use std::fmt::Write;

use crate::pipeline::Table;
use crate::report::{PublishStatus, RunReport};
use crate::tracker::types::FieldInfo;
use crate::tracker::FieldMap;
use crate::transform::dates::{DUE_DATE_NOT_SET, NO_END_DATE, NO_START_DATE};
use crate::transform::subtasks::NO_NEXT_SUBTASK;

use super::styling::{paint, Tone};
use super::tables::{create_table, cyan_header, preview_cell, sentinel_aware_cell};

const PREVIEW_COLUMNS: usize = 6;
const PREVIEW_CELL_CHARS: usize = 40;
const SENTINELS: &[&str] = &[DUE_DATE_NOT_SET, NO_START_DATE, NO_END_DATE, NO_NEXT_SUBTASK];

/// Prints the run overview and, when `preview_rows` is non-zero, the first
/// staged rows.
pub fn print_summary(report: &RunReport, table: &Table, preview_rows: usize) {
    println!("{}", render_summary(report));
    if preview_rows > 0 {
        println!("{}", render_preview(table, preview_rows));
    }
}

/// Prints the tracker's custom fields next to their configured domain names.
pub fn print_fields(fields: &[FieldInfo], map: &FieldMap) {
    println!("{}", render_fields(fields, map));
}

fn add_section_header(output: &mut String, emoji: &str, title: &str) {
    let _ = writeln!(
        output,
        "{} {}",
        paint(Tone::Heading, emoji),
        paint(Tone::Heading, title).underlined()
    );
}

fn render_summary(report: &RunReport) -> String {
    let mut output = String::new();

    add_section_header(&mut output, "📊", "Overview");

    let publish_line = match &report.publish {
        PublishStatus::Published {
            updated_range,
            updated_rows,
            updated_columns,
            updated_cells,
        } => paint(
            Tone::Done,
            format!(
                "{updated_cells} cells ({updated_rows} rows x {updated_columns} columns) in {updated_range}"
            ),
        ),
        PublishStatus::Skipped => paint(Tone::Pending, "skipped (dry run)".to_string()),
    };

    let _ = write!(
        output,
        "  {} {}\n  {} {}\n  {} {}\n  {} {}\n  {} {}\n  {} {}\n  {} {}\n  {} {}\n\n",
        paint(Tone::Muted, "Pipeline:"),
        paint(Tone::Value, report.pipeline),
        paint(Tone::Muted, "Project:"),
        paint(Tone::Value, &report.project),
        paint(Tone::Muted, "Issues fetched:"),
        paint(Tone::Pending, report.issues_fetched),
        paint(Tone::Muted, "Rows written:"),
        paint(Tone::Pending, report.rows_written),
        paint(Tone::Muted, "Skipped by sub-task rule:"),
        paint(Tone::Pending, report.issues_skipped()),
        paint(Tone::Muted, "Staging file:"),
        paint(Tone::Value, &report.staging_file),
        paint(Tone::Muted, "Range:"),
        paint(Tone::Value, &report.range),
        paint(Tone::Muted, "Published:"),
        publish_line,
    );
    let _ = writeln!(
        output,
        "  {} {}",
        paint(Tone::Muted, "Completed:"),
        paint(Tone::Muted, report.completed_at.format("%Y-%m-%d %H:%M UTC"))
    );

    output
}

/// First `limit` rows of the staged table, narrowed to the leading columns.
fn render_preview(table: &Table, limit: usize) -> String {
    let mut output = String::new();
    add_section_header(&mut output, "🔎", "Preview");

    if table.rows.is_empty() {
        let _ = writeln!(output, "{}", paint(Tone::Pending, "No rows were produced."));
        return output;
    }

    let width = table.header.len().min(PREVIEW_COLUMNS);
    let mut preview = create_table();
    preview.set_header(cyan_header(&table.header[..width]));
    for row in table.rows.iter().take(limit) {
        preview.add_row(
            row.iter()
                .take(width)
                .map(|cell| sentinel_aware_cell(cell, PREVIEW_CELL_CHARS, SENTINELS)),
        );
    }
    let _ = writeln!(output, "{preview}");

    if table.rows.len() > limit {
        let _ = writeln!(
            output,
            "{}",
            paint(Tone::Muted, format!("… {} more rows", table.rows.len() - limit))
        );
    }
    if table.header.len() > width {
        let _ = writeln!(
            output,
            "{}",
            paint(
                Tone::Muted,
                format!(
                    "… {} more columns in the staging file",
                    table.header.len() - width
                )
            )
        );
    }

    output
}

fn render_fields(fields: &[FieldInfo], map: &FieldMap) -> String {
    let mut output = String::new();
    add_section_header(&mut output, "🏷️", "Custom Fields");

    let mut listing = create_table();
    listing.set_header(cyan_header(&["Id", "Name", "Mapped As"]));

    let mut custom: Vec<&FieldInfo> = fields.iter().filter(|f| f.custom).collect();
    custom.sort_by(|a, b| a.name.cmp(&b.name));

    for field in &custom {
        let mapped = map
            .field_for_id(&field.id)
            .map(|domain| format!("{domain:?}"))
            .unwrap_or_default();
        listing.add_row(vec![
            preview_cell(&field.id, PREVIEW_CELL_CHARS),
            preview_cell(&field.name, PREVIEW_CELL_CHARS),
            preview_cell(&mapped, PREVIEW_CELL_CHARS),
        ]);
    }

    let _ = writeln!(output, "{listing}");
    let _ = writeln!(
        output,
        "{}",
        paint(Tone::Muted, format!("{} custom fields", custom.len()))
    );
    output
}

#[cfg(test)]
mod tests {
    use super::*;
    use crate::pipeline::PipelineKind;
    use chrono::Utc;

    fn report(publish: PublishStatus) -> RunReport {
        RunReport {
            pipeline: PipelineKind::Specs,
            project: "RVS".to_string(),
            jql: "project = RVS".to_string(),
            sheet: "Specifications".to_string(),
            completed_at: Utc::now(),
            issues_fetched: 5,
            rows_written: 4,
            columns: 19,
            staging_file: "specs.csv".to_string(),
            range: "Specifications!A1:S5".to_string(),
            publish,
        }
    }

    fn table(rows: usize) -> Table {
        let header: Vec<String> = (1..=8).map(|i| format!("Column {i}")).collect();
        Table {
            rows: (0..rows)
                .map(|r| (1..=8).map(|c| format!("r{r}c{c}")).collect())
                .collect(),
            header,
        }
    }

    #[test]
    fn test_render_summary_published() {
        let output = render_summary(&report(PublishStatus::Published {
            updated_range: "Specifications!A1:S5".to_string(),
            updated_rows: 5,
            updated_columns: 19,
            updated_cells: 95,
        }));

        assert!(output.contains("Overview"));
        assert!(output.contains("specs"));
        assert!(output.contains("Rows written:"));
        assert!(output.contains("95 cells (5 rows x 19 columns) in Specifications!A1:S5"));
    }

    #[test]
    fn test_render_summary_dry_run() {
        let output = render_summary(&report(PublishStatus::Skipped));
        assert!(output.contains("skipped (dry run)"));
        assert!(output.contains("Specifications!A1:S5"));
    }

    #[test]
    fn test_render_preview_limits_rows_and_columns() {
        let output = render_preview(&table(4), 2);

        assert!(output.contains("Column 6"));
        assert!(!output.contains("Column 7"));
        assert!(output.contains("r1c1"));
        assert!(!output.contains("r2c1"));
        assert!(output.contains("2 more rows"));
        assert!(output.contains("2 more columns"));
    }

    #[test]
    fn test_render_preview_empty_table() {
        let output = render_preview(&table(0), 5);
        assert!(output.contains("No rows were produced."));
    }

    #[test]
    fn test_render_fields_marks_mapped_ids() {
        let fields = vec![
            FieldInfo {
                id: "customfield_10402".to_string(),
                name: "Governing Committee".to_string(),
                custom: true,
            },
            FieldInfo {
                id: "customfield_77777".to_string(),
                name: "Budget".to_string(),
                custom: true,
            },
            FieldInfo {
                id: "summary".to_string(),
                name: "Summary".to_string(),
                custom: false,
            },
        ];

        let output = render_fields(&fields, &FieldMap::default());

        assert!(output.contains("GoverningCommittee"));
        assert!(output.contains("customfield_77777"));
        assert!(!output.contains("summary"));
        assert!(output.contains("2 custom fields"));
    }
}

What the task asks | Whatever the entries above contain, reproduce all of them exactly.

Solution to the exercise |
use std::fmt::Write;

use crate::pipeline::Table;
use crate::report::{PublishStatus, RunReport};
use crate::tracker::types::FieldInfo;
use crate::tracker::FieldMap;
use crate::transform::dates::{DUE_DATE_NOT_SET, NO_END_DATE, NO_START_DATE};
use crate::transform::subtasks::NO_NEXT_SUBTASK;

use super::styling::{paint, Tone};
use super::tables::{create_table, cyan_header, preview_cell, sentinel_aware_cell};

const PREVIEW_COLUMNS: usize = 6;
const PREVIEW_CELL_CHARS: usize = 40;
const SENTINELS: &[&str] = &[DUE_DATE_NOT_SET, NO_START_DATE, NO_END_DATE, NO_NEXT_SUBTASK];

/// Prints the run overview and, when `preview_rows` is non-zero, the first
/// staged rows.
pub fn print_summary(report: &RunReport, table: &Table, preview_rows: usize) {
    println!("{}", render_summary(report));
    if preview_rows > 0 {
        println!("{}", render_preview(table, preview_rows));
    }
}

/// Prints the tracker's custom fields next to their configured domain names.
pub fn print_fields(fields: &[FieldInfo], map: &FieldMap) {
    println!("{}", render_fields(fields, map));
}

fn add_section_header(output: &mut String, emoji: &str, title: &str) {
    let _ = writeln!(
        output,
        "{} {}",
        paint(Tone::Heading, emoji),
        paint(Tone::Heading, title).underlined()
    );
}

fn render_summary(report: &RunReport) -> String {
    let mut output = String::new();

    add_section_header(&mut output, "📊", "Overview");

    let publish_line = match &report.publish {
        PublishStatus::Published {
            updated_range,
            updated_rows,
            updated_columns,
            updated_cells,
        } => paint(
            Tone::Done,
            format!(
                "{updated_cells} cells ({updated_rows} rows x {updated_columns} columns) in {updated_range}"
            ),
        ),
        PublishStatus::Skipped => paint(Tone::Pending, "skipped (dry run)".to_string()),
    };

    let _ = write!(
        output,
        "  {} {}\n  {} {}\n  {} {}\n  {} {}\n  {} {}\n  {} {}\n  {} {}\n  {} {}\n\n",
        paint(Tone::Muted, "Pipeline:"),
        paint(Tone::Value, report.pipeline),
        paint(Tone::Muted, "Project:"),
        paint(Tone::Value, &report.project),
        paint(Tone::Muted, "Issues fetched:"),
        paint(Tone::Pending, report.issues_fetched),
        paint(Tone::Muted, "Rows written:"),
        paint(Tone::Pending, report.rows_written),
        paint(Tone::Muted, "Skipped by sub-task rule:"),
        paint(Tone::Pending, report.issues_skipped()),
        paint(Tone::Muted, "Staging file:"),
        paint(Tone::Value, &report.staging_file),
        paint(Tone::Muted, "Range:"),
        paint(Tone::Value, &report.range),
        paint(Tone::Muted, "Published:"),
        publish_line,
    );
    let _ = writeln!(
        output,
        "  {} {}",
        paint(Tone::Muted, "Completed:"),
        paint(Tone::Muted, report.completed_at.format("%Y-%m-%d %H:%M UTC"))
    );

    output
}

/// First `limit` rows of the staged table, narrowed to the leading columns.
fn render_preview(table: &Table, limit: usize) -> String {
    let mut output = String::new();
    add_section_header(&mut output, "🔎", "Preview");

    if table.rows.is_empty() {
        let _ = writeln!(output, "{}", paint(Tone::Pending, "No rows were produced."));
        return output;
    }

    let width = table.header.len().min(PREVIEW_COLUMNS);
    let mut preview = create_table();
    preview.set_header(cyan_header(&table.header[..width]));
    for row in table.rows.iter().take(limit) {
        preview.add_row(
            row.iter()
                .take(width)
                .map(|cell| sentinel_aware_cell(cell, PREVIEW_CELL_CHARS, SENTINELS)),
        );
    }
    let _ = writeln!(output, "{preview}");

    if table.rows.len() > limit {
        let _ = writeln!(
            output,
            "{}",
            paint(Tone::Muted, format!("… {} more rows", table.rows.len() - limit))
        );
    }
    if table.header.len() > width {
        let _ = writeln!(
            output,
            "{}",
            paint(
                Tone::Muted,
                format!(
                    "… {} more columns in the staging file",
                    table.header.len() - width
                )
            )
        );
    }

    output
}

fn render_fields(fields: &[FieldInfo], map: &FieldMap) -> String {
    let mut output = String::new();
    add_section_header(&mut output, "🏷️", "Custom Fields");

    let mut listing = create_table();
    listing.set_header(cyan_header(&["Id", "Name", "Mapped As"]));

    let mut custom: Vec<&FieldInfo> = fields.iter().filter(|f| f.custom).collect();
    custom.sort_by(|a, b| a.name.cmp(&b.name));

    for field in &custom {
        let mapped = map
            .field_for_id(&field.id)
            .map(|domain| format!("{domain:?}"))
            .unwrap_or_default();
        listing.add_row(vec![
            preview_cell(&field.id, PREVIEW_CELL_CHARS),
            preview_cell(&field.name, PREVIEW_CELL_CHARS),
            preview_cell(&mapped, PREVIEW_CELL_CHARS),
        ]);
    }

    let _ = writeln!(output, "{listing}");
    let _ = writeln!(
        output,
        "{}",
        paint(Tone::Muted, format!("{} custom fields", custom.len()))
    );
    output
}

#[cfg(test)]
mod tests {
    use super::*;
    use crate::pipeline::PipelineKind;
    use chrono::Utc;

    fn report(publish: PublishStatus) -> RunReport {
        RunReport {
            pipeline: PipelineKind::Specs,
            project: "RVS".to_string(),
            jql: "project = RVS".to_string(),
            sheet: "Specifications".to_string(),
            completed_at: Utc::now(),
            issues_fetched: 5,
            rows_written: 4,
            columns: 19,
            staging_file: "specs.csv".to_string(),
            range: "Specifications!A1:S5".to_string(),
            publish,
        }
    }

    fn table(rows: usize) -> Table {
        let header: Vec<String> = (1..=8).map(|i| format!("Column {i}")).collect();
        Table {
            rows: (0..rows)
                .map(|r| (1..=8).map(|c| format!("r{r}c{c}")).collect())
                .collect(),
            header,
        }
    }

    #[test]
    fn test_render_summary_published() {
        let output = render_summary(&report(PublishStatus::Published {
            updated_range: "Specifications!A1:S5".to_string(),
            updated_rows: 5,
            updated_columns: 19,
            updated_cells: 95,
        }));

        assert!(output.contains("Overview"));
        assert!(output.contains("specs"));
        assert!(output.contains("Rows written:"));
        assert!(output.contains("95 cells (5 rows x 19 columns) in Specifications!A1:S5"));
    }

    #[test]
    fn test_render_summary_dry_run() {
        let output = render_summary(&report(PublishStatus::Skipped));
        assert!(output.contains("skipped (dry run)"));
        assert!(output.contains("Specifications!A1:S5"));
    }

    #[test]
    fn test_render_preview_limits_rows_and_columns() {
        let output = render_preview(&table(4), 2);

        assert!(output.contains("Column 6"));
        assert!(!output.contains("Column 7"));
        assert!(output.contains("r1c1"));
        assert!(!output.contains("r2c1"));
        assert!(output.contains("2 more rows"));
        assert!(output.contains("2 more columns"));
    }

    #[test]
    fn test_render_preview_empty_table() {
        let output = render_preview(&table(0), 5);
        assert!(output.contains("No rows were produced."));
    }

    #[test]
    fn test_render_fields_marks_mapped_ids() {
        let fields = vec![
            FieldInfo {
                id: "customfield_10402".to_string(),
                name: "Governing Committee".to_string(),
                custom: true,
            },
            FieldInfo {
                id: "customfield_77777".to_string(),
                name: "Budget".to_string(),
                custom: true,
            },
            FieldInfo {
                id: "summary".to_string(),
                name: "Summary".to_string(),
                custom: false,
            },
        ];

        let output = render_fields(&fields, &FieldMap::default());

        assert!(output.contains("GoverningCommittee"));
        assert!(output.contains("customfield_77777"));
        assert!(!output.contains("summary"));
        assert!(output.contains("2 custom fields"));
    }
}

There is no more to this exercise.